A segunda foi a história da Carla | fisioterapeuta e promotora da saúde
“Eu comecei a usar a Bici em BH , para meio de transporte, me deslocar até o trabalho e dentro da cidade, de forma mais rápida e mais agradável e também como forma de promoção da saúde/autocuidado, por ser também uma atividade física.
Minha experiência com a bici em Bh tem sido muito positiva, gosto muito, apesar de alguns desafios. Vejo que as pessoas ainda ficam bem curiosas quando vêem a bici pelas ruas, tanto homens quanto mulheres, creio q ainda somos bem poucas e poucos ciclistas frente ao enorme número de carros.
As vezes falta a educação dos motoristas quanto a preferência e espaço das bicicletas mas isto vejo que em alguns locais que passo tem melhorado. Temos também poucas ciclovias e algumas mal cuidadas e mal demarcadas. Quanto ao assédio/ violência acho que a probabilidade de ocorrer é a mesma andando de bicicleta, a pé, de carro ou ônibus. É uma cultura machista e violenta que infelizmente ainda existe, mas estamos nos movimentando para que tenha fim!
Que a sociedade respeite nossos direitos, inclusive de ir e vir como bem quisermos. Enfim por mais mulheres pedalando sugiro mais ciclovias pela cidade, manutenção das que já existem, iluminação e segurança nas ruas, mais políticas públicas e campanhas educativas para informar e incentivar esse meio de mobilidade saudável, que não agride ao meio ambiente, que faz bem pra saúde: pra mente e pro coração!”
A terceira, a da Karina
“Tenho 23 anos e pedalo há dois anos como meu meio de transporte principal.
Eu morava no bairro Boa Vista, região leste de BH, e sempre gostei de bike, mas meu ex-namorado fazia muitos comentários machistas sobre o uso da bicicleta por mulheres. Quando fui terminar esse relacionamento abusivo, fui brutalmente agredida e além disso ele roubou meu carro.
Esse foi o impulso maior! Comprei uma bike usada (por 350 golpinhos) e pedalei todos os dias até a Savassi e o Anchieta, onde eu trabalho. Fazia 21km por dia e me sentia muito forte e independente. Hoje em dia, pedalo menos, pois moro no Anchieta, mas não deixo de usá-la todos os dias! Sinto que a bicicleta faz parte do meu corpo já.

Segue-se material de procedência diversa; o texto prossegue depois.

//! Cloud Client
//!
//! Main client for the vendor REST APIs, combining configuration,
//! credentials and HTTP functionality. Every handler receives a
//! `CloudClient` explicitly; there is no ambient global configuration.

use super::auth::{validate_project_id, validate_region, Credentials};
use super::http::HttpClient;
use crate::config::Config;
use crate::error::{Error, Result};
use crate::pipeline::Transport;
use async_trait::async_trait;
use serde_json::Value;
use std::collections::HashMap;
use std::sync::Arc;

/// Main cloud client
#[derive(Debug, Clone)]
pub struct CloudClient {
    pub credentials: Credentials,
    pub http: HttpClient,
    pub region: String,
    pub project_id: String,
    cloud: String,
    endpoints: Arc<HashMap<String, String>>,
    max_pages: usize,
}

impl CloudClient {
    /// Create a new client from configuration
    pub fn new(config: &Config) -> Result<Self> {
        let credentials = Credentials::resolve(config)?;
        Self::with_credentials(config, credentials)
    }

    /// Create a client with explicit credentials
    pub fn with_credentials(config: &Config, credentials: Credentials) -> Result<Self> {
        let region = config
            .effective_region()
            .ok_or_else(|| Error::Config("no region configured; set HCSO_REGION_NAME".into()))?;
        if !validate_region(&region) {
            return Err(Error::Config(format!("invalid region: {}", region)));
        }

        let project_id = config.effective_project().unwrap_or_default();
        if !project_id.is_empty() && !validate_project_id(&project_id) {
            return Err(Error::Config(format!("invalid project ID: {}", project_id)));
        }

        Ok(Self {
            credentials,
            http: HttpClient::new(config.timeout())?,
            region,
            project_id,
            cloud: config.effective_cloud(),
            endpoints: Arc::new(config.endpoints.clone()),
            max_pages: config.max_pages(),
        })
    }

    /// Same client targeting another region
    pub fn for_region(&self, region: &str) -> Result<Self> {
        if !validate_region(region) {
            return Err(Error::Config(format!("invalid region: {}", region)));
        }
        let mut client = self.clone();
        client.region = region.to_string();
        Ok(client)
    }

    pub fn max_pages(&self) -> usize {
        self.max_pages
    }

    /// Project ID, required by project-scoped APIs
    pub fn require_project(&self) -> Result<&str> {
        if self.project_id.is_empty() {
            return Err(Error::Config(
                "no project ID configured; set HCSO_PROJECT_ID".into(),
            ));
        }
        Ok(&self.project_id)
    }

    /// Base endpoint for a service, e.g. `https://vpc.cn-north-4.myhuaweicloud.com`
    pub fn endpoint(&self, service: &str) -> String {
        match self.endpoints.get(service) {
            Some(url) => url.trim_end_matches('/').to_string(),
            None => format!("https://{}.{}.{}", service, self.region, self.cloud),
        }
    }

    /// Build a full URL for a service path
    pub fn service_url(&self, service: &str, path: &str) -> Result<String> {
        let base = url::Url::parse(&format!("{}/", self.endpoint(service)))
            .map_err(|e| Error::Config(format!("invalid {} endpoint: {}", service, e)))?;
        let url = base
            .join(path.trim_start_matches('/'))
            .map_err(|e| Error::Config(format!("invalid path {}: {}", path, e)))?;
        Ok(url.to_string())
    }

    /// Make a GET request
    pub async fn get(&self, service: &str, path: &str, query: &[(String, String)]) -> Result<Value> {
        let url = self.service_url(service, path)?;
        self.http.get(&url, self.credentials.token(), query).await
    }

    /// Make a POST request
    pub async fn post(&self, service: &str, path: &str, body: Option<&Value>) -> Result<Value> {
        let url = self.service_url(service, path)?;
        self.http.post(&url, self.credentials.token(), body).await
    }

    /// Make a PUT request
    pub async fn put(&self, service: &str, path: &str, body: &Value) -> Result<Value> {
        let url = self.service_url(service, path)?;
        self.http.put(&url, self.credentials.token(), body).await
    }

    /// Make a DELETE request
    pub async fn delete(&self, service: &str, path: &str) -> Result<Value> {
        let url = self.service_url(service, path)?;
        self.http.delete(&url, self.credentials.token()).await
    }
}

#[async_trait]
impl Transport for CloudClient {
    async fn get(&self, service: &str, path: &str, query: &[(String, String)]) -> Result<Value> {
        CloudClient::get(self, service, path, query).await
    }
}

#[cfg(test)]
mod tests {
    use super::*;

    fn client(endpoints: &[(&str, &str)]) -> CloudClient {
        let config = Config {
            region: Some("cn-north-4".into()),
            project_id: Some("0123456789abcdef0123456789abcdef".into()),
            endpoints: endpoints
                .iter()
                .map(|(k, v)| (k.to_string(), v.to_string()))
                .collect(),
            ..Default::default()
        };
        CloudClient::with_credentials(&config, Credentials::new("token")).unwrap()
    }

    #[test]
    fn test_default_endpoint() {
        let client = client(&[]);
        assert_eq!(client.endpoint("vpc"), "https://vpc.cn-north-4.myhuaweicloud.com");
        assert_eq!(
            client.service_url("vpc", "/v2.0/vpc/routes").unwrap(),
            "https://vpc.cn-north-4.myhuaweicloud.com/v2.0/vpc/routes"
        );
    }

    #[test]
    fn test_endpoint_override_keeps_base_path() {
        let client = client(&[("vpc", "http://127.0.0.1:9000/proxy/")]);
        assert_eq!(
            client.service_url("vpc", "/v2.0/vpc/routes").unwrap(),
            "http://127.0.0.1:9000/proxy/v2.0/vpc/routes"
        );
    }

    #[test]
    fn test_for_region() {
        let client = client(&[]).for_region("ap-southeast-1").unwrap();
        assert_eq!(client.endpoint("workspace"), "https://workspace.ap-southeast-1.myhuaweicloud.com");
        assert!(client.for_region("bad region").is_err());
    }
}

Conheci as Bicimanas assim que comecei a pedalar e me joguei de cabeça em pedais femininos. Neles, interagimos, planejamos e organizamos muitos rolês, tentando de tudo para trazer, cada vez mais, as mulheres para as ruas usando bikes.
A realidade nos mostra que ainda são poucas mulheres pedalando e não há um incentivo da nossa cidade para mudar isso. Para completar, as ciclovias são poucas e ainda há o preconceito vindo de comentários feitos por motoristas que passam por mim, além do risco a violência entre assaltos e agressões.
Mas não podemos desistir!!! Meu sonho ainda é poder passar pedalando pela cidade vendo várias manas ao meu redor indo pro trabalho, pra academia, pra faculdade (…) usando uma bicicleta!”